| Stored data |
::::::::::

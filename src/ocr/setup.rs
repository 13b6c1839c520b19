use anyhow::{anyhow, Context, Result};
use std::fs;
use std::path::{Path, PathBuf};
use std::process::Command;

use crate::log;

const TESSDATA_REPO: &str = "https://github.com/tesseract-ocr/tessdata/raw/main";

/// Directories holding the executable, checked after our own directory and PATH.
#[cfg(windows)]
const EXECUTABLE_DIRS: &[&str] = &[
    r"C:\Program Files\Tesseract-OCR",
    r"C:\Program Files (x86)\Tesseract-OCR",
];
#[cfg(not(windows))]
const EXECUTABLE_DIRS: &[&str] = &["/usr/bin", "/usr/local/bin", "/opt/homebrew/bin"];

/// System tessdata directories, checked after our own and `TESSDATA_PREFIX`.
#[cfg(windows)]
const TESSDATA_DIRS: &[&str] = &[
    r"C:\Program Files\Tesseract-OCR\tessdata",
    r"C:\Program Files (x86)\Tesseract-OCR\tessdata",
];
#[cfg(not(windows))]
const TESSDATA_DIRS: &[&str] = &[
    "/usr/share/tesseract-ocr/5/tessdata",
    "/usr/share/tesseract-ocr/4.00/tessdata",
    "/usr/share/tessdata",
    "/usr/local/share/tessdata",
    "/opt/homebrew/share/tessdata",
];

#[derive(Debug, Clone, PartialEq, Eq)]
pub struct TesseractPaths {
    pub executable: PathBuf,
    pub tessdata: PathBuf,
}

/// Returns the directory for storing Tesseract files
pub fn get_tesseract_dir() -> PathBuf {
    dirs::data_local_dir()
        .unwrap_or_else(|| PathBuf::from("."))
        .join("card-buyer")
        .join("tesseract")
}

fn executable_name() -> &'static str {
    if cfg!(windows) { "tesseract.exe" } else { "tesseract" }
}

/// Locates Tesseract and makes sure every language in `languages` has
/// trained data, downloading what is missing into our own tessdata dir.
pub fn ensure_tesseract(languages: &[&str]) -> Result<TesseractPaths> {
    let executable = find_tesseract_executable()?;

    if let Some(tessdata) = find_tessdata_dir(languages) {
        log(&format!(
            "Tesseract: {} (tessdata: {})",
            executable.display(),
            tessdata.display()
        ));
        return Ok(TesseractPaths {
            executable,
            tessdata,
        });
    }

    let tessdata = get_tesseract_dir().join("tessdata");
    fs::create_dir_all(&tessdata)
        .with_context(|| format!("Failed to create {}", tessdata.display()))?;

    for language in languages {
        if !has_language(&tessdata, language) {
            download_tessdata(&tessdata, language)?;
        }
    }

    log(&format!("Tesseract ready, tessdata at: {}", tessdata.display()));
    Ok(TesseractPaths {
        executable,
        tessdata,
    })
}

fn has_language(tessdata: &Path, language: &str) -> bool {
    tessdata.join(format!("{}.traineddata", language)).exists()
}

/// Downloads `<language>.traineddata` from the tessdata repository
fn download_tessdata(tessdata_dir: &Path, language: &str) -> Result<()> {
    let url = format!("{}/{}.traineddata", TESSDATA_REPO, language);
    let path = tessdata_dir.join(format!("{}.traineddata", language));

    log(&format!("Downloading {}.traineddata...", language));

    let client = reqwest::blocking::Client::builder()
        .timeout(std::time::Duration::from_secs(300))
        .build()?;

    let response = client
        .get(&url)
        .header("User-Agent", "card-buyer")
        .send()?;

    if !response.status().is_success() {
        return Err(anyhow!(
            "Failed to download {}.traineddata: HTTP {}",
            language,
            response.status()
        ));
    }

    let bytes = response.bytes()?;
    fs::write(&path, &bytes).with_context(|| format!("Failed to write {}", path.display()))?;

    log(&format!(
        "Downloaded {}.traineddata ({} bytes)",
        language,
        bytes.len()
    ));

    Ok(())
}

/// Finds the Tesseract executable, checking our local dir first, then PATH,
/// then the usual install locations.
pub fn find_tesseract_executable() -> Result<PathBuf> {
    let local_exe = get_tesseract_dir().join(executable_name());
    if local_exe.exists() {
        return Ok(local_exe);
    }

    if let Ok(output) = Command::new("tesseract").arg("--version").output() {
        if output.status.success() {
            return Ok(PathBuf::from("tesseract"));
        }
    }

    executable_candidates()
        .into_iter()
        .find(|p| p.exists())
        .ok_or_else(|| {
            anyhow!(
                "Tesseract not found. Install Tesseract-OCR and add it to PATH, \
                 or copy it to {}",
                get_tesseract_dir().display()
            )
        })
}

fn executable_candidates() -> Vec<PathBuf> {
    EXECUTABLE_DIRS
        .iter()
        .map(|dir| Path::new(dir).join(executable_name()))
        .collect()
}

fn tessdata_candidates(prefix: Option<&str>) -> Vec<PathBuf> {
    let mut candidates = vec![get_tesseract_dir().join("tessdata")];
    if let Some(prefix) = prefix {
        candidates.push(PathBuf::from(prefix));
        candidates.push(PathBuf::from(prefix).join("tessdata"));
    }
    candidates.extend(TESSDATA_DIRS.iter().map(PathBuf::from));
    candidates
}

/// Finds a tessdata directory that holds all of `languages`.
pub fn find_tessdata_dir(languages: &[&str]) -> Option<PathBuf> {
    let prefix = std::env::var("TESSDATA_PREFIX").ok();
    tessdata_candidates(prefix.as_deref())
        .into_iter()
        .find(|dir| languages.iter().all(|lang| has_language(dir, lang)))
}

::::::::::

| ASSIGNED TASK |
If a line of the records includes the string "homebrew", copy it out.

| REPLY |
const EXECUTABLE_DIRS: &[&str] = &["/usr/bin", "/usr/local/bin", "/opt/homebrew/bin"];
    "/opt/homebrew/share/tessdata",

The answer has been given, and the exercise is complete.